On the 22 June s 212 of the Body Corporate and Community Management Act 1997 (“BCCMA”), dealing with cancellation by buyers of off-the-plan contracts was amended to shut off court approved buyers’ rights to terminate contracts because of some technical contract deficiencies.
With unprecedented speed, government introduced and passed a retrospective law to remove a consumer protection provision relied on by the successful (terminating) buyer in the Qld Court of Appeal in Bossichix Pty Ltd v Martinek Holdings Pty Ltd, decided on 5 June.
In this case B contracted, off-the-plan, to buy an apartment from M in Mackay development “Rivage” for $995,000.
Clause 14 of the contract provided that:
“the settlement date is the later of:
- 14 days after the Seller notifies the Buyer that the Building Format Plan is registered; and
- three days after the Seller notifies the Buyer that a Certificate of Classification is issued for the building”

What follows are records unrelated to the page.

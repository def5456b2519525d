//! Shared fixtures for the integration tests.
//!
//! Every test builds its own engine and bindings; nothing here is global.
#![allow(dead_code)]

use dexpr::{Bindings, Engine, EngineOptions, ErrorKind, ExprError, Literal, LiteralError, stdlib};

/// The variables most expression tests run against.
pub fn vars() -> Bindings {
    let mut vars = Bindings::from([
        ("a".to_string(), Literal::Int(4)),
        ("b".to_string(), Literal::Int(3)),
        ("c".to_string(), Literal::Float(4.5)),
        ("d".to_string(), Literal::Float(3.5)),
        ("str".to_string(), Literal::from("hello")),
        ("numStrA".to_string(), Literal::from("4")),
        ("numStrB".to_string(), Literal::from("3")),
        ("numStrC".to_string(), Literal::from("4.5")),
        ("numStrD".to_string(), Literal::from("3.5")),
        ("numStrE".to_string(), Literal::from("4.5")),
        ("trueStr".to_string(), Literal::Bool(true)),
        ("anError".to_string(), Literal::from(any_error())),
    ]);
    for (value, word) in KEYWORDS.iter().enumerate() {
        vars.insert(word.to_string(), Literal::Int(value as i64 + 1));
    }
    vars
}

/// Reserved words of the host grammar, bound to 1, 2, 3, ... in order.
pub const KEYWORDS: [&str; 25] = [
    "break",
    "case",
    "chan",
    "const",
    "continue",
    "default",
    "defer",
    "else",
    "fallthrough",
    "for",
    "func",
    "go",
    "goto",
    "if",
    "import",
    "interface",
    "map",
    "package",
    "range",
    "return",
    "select",
    "struct",
    "switch",
    "type",
    "var",
];

/// The error stored in `anError`.
pub fn any_error() -> LiteralError {
    LiteralError::msg("this is an error")
}

/// An engine with the standard functions registered.
pub fn engine() -> Engine {
    Engine::new(EngineOptions::default(), stdlib::register)
}

pub fn eval(input: &str) -> Result<Literal, ExprError> {
    engine().eval(input, &vars())
}

pub fn eval_bool(input: &str) -> Result<bool, ExprError> {
    engine().eval_bool(input, &vars())
}

/// Evaluate `input`, expecting it to fail, and return the error kind.
pub fn eval_kind(input: &str) -> ErrorKind {
    match eval(input) {
        Ok(value) => panic!("Expected '{}' to fail, got {:?}", input, value),
        Err(e) => {
            assert_eq!(e.text(), input, "error must carry the source text");
            e.into_kind()
        }
    }
}

/// Like `eval_kind`, but through `evaluate_bool`.
pub fn eval_bool_kind(input: &str) -> ErrorKind {
    match eval_bool(input) {
        Ok(value) => panic!("Expected '{}' to fail, got {:?}", input, value),
        Err(e) => {
            assert_eq!(e.text(), input, "error must carry the source text");
            e.into_kind()
        }
    }
}

/// Check a table of boolean expressions.
pub fn assert_bools(cases: &[(&str, bool)]) {
    let engine = engine();
    let vars = vars();
    for (input, want) in cases {
        let got = engine.eval_bool(input, &vars);
        assert_eq!(got, Ok(*want), "input: {}", input);
    }
}

/// Compile `input`, expecting it to be rejected, and return the error kind.
pub fn compile_kind(input: &str) -> ErrorKind {
    match engine().compile(input) {
        Ok(expr) => panic!("Expected '{}' not to compile, got {:?}", input, expr.ast()),
        Err(e) => {
            assert_eq!(e.text(), input, "error must carry the source text");
            e.into_kind()
        }
    }
}

/// Declare a test evaluating one expression against the shared fixtures.
///
/// - `want:` compares the result literal exactly.
/// - `shows:` compares the displayed result.
/// - `bool:` evaluates with `evaluate_bool`.
/// - `error:` expects evaluation to fail with the given kind.
/// - `bool_error:` expects `evaluate_bool` to fail with the given kind.
/// - `rejects:` expects compilation to fail with the given kind.
#[macro_export]
macro_rules! test_case {
    ($name:ident, input: $input:expr, want: $want:expr $(,)?) => {
        #[test]
        fn $name() {
            pretty_assertions::assert_eq!(
                cases::eval(&$input),
                Ok(dexpr::Literal::from($want)),
                "input: {}",
                $input
            );
        }
    };
    ($name:ident, input: $input:expr, shows: $shows:expr $(,)?) => {
        #[test]
        fn $name() {
            let value = cases::eval(&$input)
                .unwrap_or_else(|e| panic!("Expected '{}' to evaluate: {}", $input, e));
            pretty_assertions::assert_eq!(value.to_string(), $shows, "input: {}", $input);
        }
    };
    ($name:ident, input: $input:expr, bool: $want:expr $(,)?) => {
        #[test]
        fn $name() {
            pretty_assertions::assert_eq!(cases::eval_bool(&$input), Ok($want), "input: {}", $input);
        }
    };
    ($name:ident, input: $input:expr, error: $kind:expr $(,)?) => {
        #[test]
        fn $name() {
            pretty_assertions::assert_eq!(cases::eval_kind(&$input), $kind, "input: {}", $input);
        }
    };
    ($name:ident, input: $input:expr, bool_error: $kind:expr $(,)?) => {
        #[test]
        fn $name() {
            pretty_assertions::assert_eq!(cases::eval_bool_kind(&$input), $kind, "input: {}", $input);
        }
    };
    ($name:ident, input: $input:expr, rejects: $kind:expr $(,)?) => {
        #[test]
        fn $name() {
            pretty_assertions::assert_eq!(cases::compile_kind(&$input), $kind, "input: {}", $input);
        }
    };
}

On 13 November 2007 and before any notice was given by M relating to settlement, B terminated the contract under the now replaced section 212(3).
M rejected the termination and gave notice on 31 March 2008 to B that the building format plan had registered and fixing settlement for 14 April 2008. B did not complete and their solicitors wrote a confirmation letter to M that the contract was terminated.
M issued proceedings. B’s defence was that clause 14 did not comply with s 212 which permitted buyers to terminate off-the-plan unit contracts, if:
- the contract did not specify that “settlement must not take place earlier than 14 days after the seller gives advice to the buyer that the scheme has been established or changed”; or
- if a proposed community management statement was not in existence as at the date of the contract.
B argued that:
- Only a contract that contained the very words of section 212(1) would sufficiently comply. (The Court found it unnecessary to deal with this point); and
- Clause 14 referred to a notice of the registration of the Building Format Plan, whereas section 212 refers to something different, namely a notice of the establishment of the scheme.
The Court accepted the second argument stating that “clause 14 does not have the same effect as the provisions required by section 212(1)” because, in its view, the registration of the plan and the establishment of the scheme are separate and distinct notwithstanding that in 99% of cases they occur at the same time.
In a very significant victory for the off-the-plan buyer, B’s termination of the contract was therefore upheld and the deposit was required to be refunded.
The government immediately acted on calls from developers and their lobbyists to amend the Act effective from the date of the Court’s decision.
The new BCCM section 212 that became law on 22 June 2009 (but has some limited retrospective effect – see below) “rectifies” the situation in favour of developers.
Section 212 now provides that an off the plan contract for any community title lot is taken to include a “deemed term” to the effect that, despite any other term in the contract, “settlement must not take place earlier than 14 days after the seller advises the buyer that the scheme has been established or changed.”
This has a similar effect to the repealed provision but denies buyers termination opportunities.
In a further helping hand to developers, if any notice is given to a buyer that is inconsistent with the “deemed term” then the notice “is void” to the extent of the inconstancy.
New section 212A now provides that a buyer may cancel an off-the-plan unit contract if the proposed community management statement was not in existence as at the date of contract. This is identical to the second limb of the repealed s 212.
Other cancellation rights for material prejudice under s 214 still apply.
Section 212 is retrospective to a contract entered before 22 June 2009 unless it was lawfully terminated by the buyer on the grounds of non-compliance with the old s 212 before 5 June 2009 (the date of the Bossichix decision) or if legal proceeding relating to the lawfulness of the cancellation by that date are being taken.
The breathtaking speed at which government acted in this matter has surely cemented its “pro-development” credentials and the position of the property and development industry in relation to government policy.